PyData Amsterdam 2025

Uncertainty Unleashed: Wrapping Your Predictions in Honesty
09-25, 10:35–11:10 (Europe/Amsterdam), Nebula

There are a lot of models working in production as you're reading this. Lots of them are giving uncalibrated outputs without being explicit on how much one can trust the result. Especially when it comes to imbalanced datasets.

More so, relying on biased estimates can lead to overly aggressive decisions. In this hands‑on talk, we’ll demystify conformal methods using MNIST—the world’s favorite handwritten‑digit playground (to make the talk more fun & interactive)- with two goals in mind: explain & prove what an unbiased guarantee is and how it can be calculated but also why should you care and why does it matter so much. Attendees may leave equipped with: uncertainty guarantee understanding in classification, identify common pitfalls that lead to biased uncertainty estimates, how to apply it (even in difficult contexts like imbalanced datasets - an example will be given).


This talk is centered around estimating uncertainty with unbiased guarantees, especially in imbalanced dataset scenarios. The method proposed to approach this problem is Conformal Prediction. Conventional classifiers give point predictions but rarely communicate their confidence, often leading to overconfident decisions (especially in high-stake domains like Medicine). Conformal prediction fills this gap by producing prediction sets that contain the true label with a user–specified probability (e.g., 90%) without assuming any particular data distribution. Imbalanced datasets make the above a huge hurdle and SMOTE is not of any help.

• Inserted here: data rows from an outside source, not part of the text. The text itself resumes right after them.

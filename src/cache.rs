//! Keyed request cache backing the two data hooks.
//!
//! One entry per (record kind, username). At most one request per key is
//! in flight; a completed result, success or failure, stays fresh for
//! [`STALE_AFTER`] and is refetched on the first read after it expires.

use std::collections::HashMap;
use std::sync::Arc;
use std::time::{Duration, Instant};

use crate::error::FetchError;
use crate::models::{Repository, UserProfile};

/// How long a completed fetch stays fresh. There is no automatic retry,
/// so a cached failure also waits out the window.
pub const STALE_AFTER: Duration = Duration::from_secs(60);

/// What the presentation layer sees for one cache key.
#[derive(Debug, Clone)]
pub enum RequestState<T> {
    /// No request lifecycle for this key (or the key is empty).
    Idle,
    /// A request for this key is in flight.
    Pending,
    /// The fetch failed; the error is kept until the entry goes stale.
    Failed(Arc<FetchError>),
    /// A validated record, fresh within the staleness window.
    Ready(T),
}

enum Slot<T> {
    Pending,
    Failed { error: Arc<FetchError>, at: Instant },
    Ready { value: T, at: Instant },
}

pub struct Store<T> {
    ttl: Duration,
    slots: HashMap<String, Slot<T>>,
}

impl<T: Clone> Store<T> {
    pub fn new(ttl: Duration) -> Self {
        Self {
            ttl,
            slots: HashMap::new(),
        }
    }

    /// True when the caller must issue the fetch for this key: nothing is
    /// cached, or the cached completion has gone stale. Marks the key
    /// pending, so concurrent callers coalesce onto one in-flight request.
    pub fn begin(&mut self, key: &str) -> bool {
        let fresh = match self.slots.get(key) {
            Some(Slot::Pending) => true,
            Some(Slot::Failed { at, .. }) | Some(Slot::Ready { at, .. }) => {
                at.elapsed() < self.ttl
            }
            None => false,
        };
        if fresh {
            return false;
        }
        self.slots.insert(key.to_owned(), Slot::Pending);
        true
    }

    /// Records the outcome of the fetch issued after [`Store::begin`].
    pub fn complete(&mut self, key: &str, result: Result<T, FetchError>) {
        let slot = match result {
            Ok(value) => Slot::Ready {
                value,
                at: Instant::now(),
            },
            Err(error) => Slot::Failed {
                error: Arc::new(error),
                at: Instant::now(),
            },
        };
        self.slots.insert(key.to_owned(), slot);
    }

    /// Current state for a key. The empty key is the idle hook; an expired
    /// completion also reads as idle so the next `begin` refetches.
    pub fn state(&self, key: &str) -> RequestState<T> {
        if key.is_empty() {
            return RequestState::Idle;
        }
        match self.slots.get(key) {
            None => RequestState::Idle,
            Some(Slot::Pending) => RequestState::Pending,
            Some(Slot::Failed { error, at }) if at.elapsed() < self.ttl => {
                RequestState::Failed(error.clone())
            }
            Some(Slot::Ready { value, at }) if at.elapsed() < self.ttl => {
                RequestState::Ready(value.clone())
            }
            Some(_) => RequestState::Idle,
        }
    }

    /// Drops a cached completion so the next read refetches.
    #[allow(dead_code)] // manual invalidation; not wired to a UI action yet
    pub fn invalidate(&mut self, key: &str) {
        self.slots.remove(key);
    }
}

/// Both hooks share one cache, keyed by record kind then username.
pub struct RequestCache {
    pub users: Store<UserProfile>,
    pub repos: Store<Vec<Repository>>,
}

impl RequestCache {
    pub fn new() -> Self {
        Self {
            users: Store::new(STALE_AFTER),
            repos: Store::new(STALE_AFTER),
        }
    }
}

impl Default for RequestCache {
    fn default() -> Self {
        Self::new()
    }
}

#[cfg(test)]
mod tests {
    use super::*;
    use crate::error::ValidationError;

    fn store(ttl: Duration) -> Store<u32> {
        Store::new(ttl)
    }

    #[test]
    fn empty_key_reads_idle() {
        let s = store(STALE_AFTER);
        assert!(matches!(s.state(""), RequestState::Idle));
    }

    #[test]
    fn first_begin_issues_the_fetch_and_marks_pending() {
        let mut s = store(STALE_AFTER);
        assert!(s.begin("octocat"));
        assert!(matches!(s.state("octocat"), RequestState::Pending));
    }

    #[test]
    fn in_flight_requests_coalesce() {
        let mut s = store(STALE_AFTER);
        assert!(s.begin("octocat"));
        assert!(!s.begin("octocat"));
        assert!(!s.begin("octocat"));
    }

    #[test]
    fn fresh_success_is_not_refetched() {
        let mut s = store(STALE_AFTER);
        assert!(s.begin("octocat"));
        s.complete("octocat", Ok(7));
        assert!(!s.begin("octocat"));
        assert!(matches!(s.state("octocat"), RequestState::Ready(7)));
    }

    #[test]
    fn fresh_failure_is_not_retried() {
        let mut s = store(STALE_AFTER);
        assert!(s.begin("ghost"));
        s.complete(
            "ghost",
            Err(ValidationError::single("login", "missing").into()),
        );
        assert!(!s.begin("ghost"));
        assert!(matches!(s.state("ghost"), RequestState::Failed(_)));
    }

    #[test]
    fn stale_entries_are_refetched() {
        let mut s = store(Duration::ZERO);
        assert!(s.begin("octocat"));
        s.complete("octocat", Ok(7));
        assert!(matches!(s.state("octocat"), RequestState::Idle));
        assert!(s.begin("octocat"));
    }

    #[test]
    fn distinct_keys_have_independent_lifecycles() {
        let mut s = store(STALE_AFTER);
        assert!(s.begin("octocat"));
        s.complete("octocat", Ok(1));
        assert!(s.begin("torvalds"));
        assert!(matches!(s.state("octocat"), RequestState::Ready(1)));
        assert!(matches!(s.state("torvalds"), RequestState::Pending));
    }

    #[test]
    fn invalidate_forces_a_refetch() {
        let mut s = store(STALE_AFTER);
        assert!(s.begin("octocat"));
        s.complete("octocat", Ok(1));
        s.invalidate("octocat");
        assert!(matches!(s.state("octocat"), RequestState::Idle));
        assert!(s.begin("octocat"));
    }
}
//! Search form state machine. Owns the committed username and the
//! repo-list visibility flag; the UI only mirrors what lives here.

use thiserror::Error;

/// Upper bound on a submitted username, counted in characters.
pub const MAX_USERNAME_LEN: usize = 50;

/// Why a submitted username was rejected before any fetch.
#[derive(Debug, Clone, PartialEq, Eq, Error)]
pub enum InputError {
    #[error("enter at least one character")]
    Empty,
    #[error("username must be at most {} characters", MAX_USERNAME_LEN)]
    TooLong,
}

#[derive(Debug, Clone, Copy, PartialEq, Eq)]
pub enum FormPhase {
    /// Nothing submitted yet; the placeholder prompt is shown.
    Untouched,
    /// The last submission failed local validation.
    Invalid,
    /// A username is committed and drives the profile view.
    Submitted,
}

pub struct SearchForm {
    phase: FormPhase,
    last_error: Option<InputError>,
    committed: Option<String>,
    show_repos: bool,
}

impl SearchForm {
    pub fn new() -> Self {
        Self {
            phase: FormPhase::Untouched,
            last_error: None,
            committed: None,
            show_repos: false,
        }
    }

    /// Validates and commits a username. A successful commit collapses the
    /// repo list, so at most one profile's list is ever open. A rejected
    /// submission leaves the previously committed username untouched.
    pub fn submit(&mut self, raw: &str) -> Result<String, InputError> {
        let trimmed = raw.trim();
        let checked = if trimmed.is_empty() {
            Err(InputError::Empty)
        } else if trimmed.chars().count() > MAX_USERNAME_LEN {
            Err(InputError::TooLong)
        } else {
            Ok(trimmed.to_owned())
        };

        match checked {
            Ok(username) => {
                self.committed = Some(username.clone());
                self.show_repos = false;
                self.phase = FormPhase::Submitted;
                self.last_error = None;
                Ok(username)
            }
            Err(reason) => {
                self.phase = FormPhase::Invalid;
                self.last_error = Some(reason.clone());
                Err(reason)
            }
        }
    }

    /// Flips repo-list visibility. A no-op until a username is committed.
    pub fn toggle_repos(&mut self) -> bool {
        if self.phase == FormPhase::Submitted {
            self.show_repos = !self.show_repos;
        }
        self.show_repos
    }

    pub fn phase(&self) -> FormPhase {
        self.phase
    }

    pub fn last_error(&self) -> Option<&InputError> {
        self.last_error.as_ref()
    }

    pub fn committed(&self) -> Option<&str> {
        self.committed.as_deref()
    }

    pub fn repos_visible(&self) -> bool {
        self.show_repos
    }
}

impl Default for SearchForm {
    fn default() -> Self {
        Self::new()
    }
}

The proposed talk structure is (but not limited to):

  • What do we mean with guarantees and why is it important? (MNIST example)
  • How the hall can we get out of this?
  • Imbalanced datasets are even more difficult to be dealt with. What now?
  • As a user, how can you estimate unbiased uncertainty guarantees?
  • Remember, Conformal Prediction is a recipe and there are always different ways or ingredients that may fit a use-case better (quick overview over classification focused CP alternatives).

Target audience: Curious people. They may call themselves Practicing Data Scientists, ML Engineers or researchers at times but basic ML understanding would be sufficient to keep up with the talk. No PhD in Stats required <- guaranteed.

This talk is unique among all prior PyData conformal prediction sessions—unlike the time‑series focus at PyData Seattle 2023, the large‑scale forecasting angle at PyData London 2024, the energy‑grid case study at PyData Eindhoven 2023, the MAPIE library deep‑dive at PyData Global 2024, the gentle intro in Amsterdam 2024, the sktime/skpro probabilistic workshop in Amsterdam 2023, the regression‑only focus in London 2019 PyData- as is the first to deliver provably unbiased uncertainty guarantees for general classifiers on a multi‑class playground like MNIST and (more importantly so) in imbalanced datasets.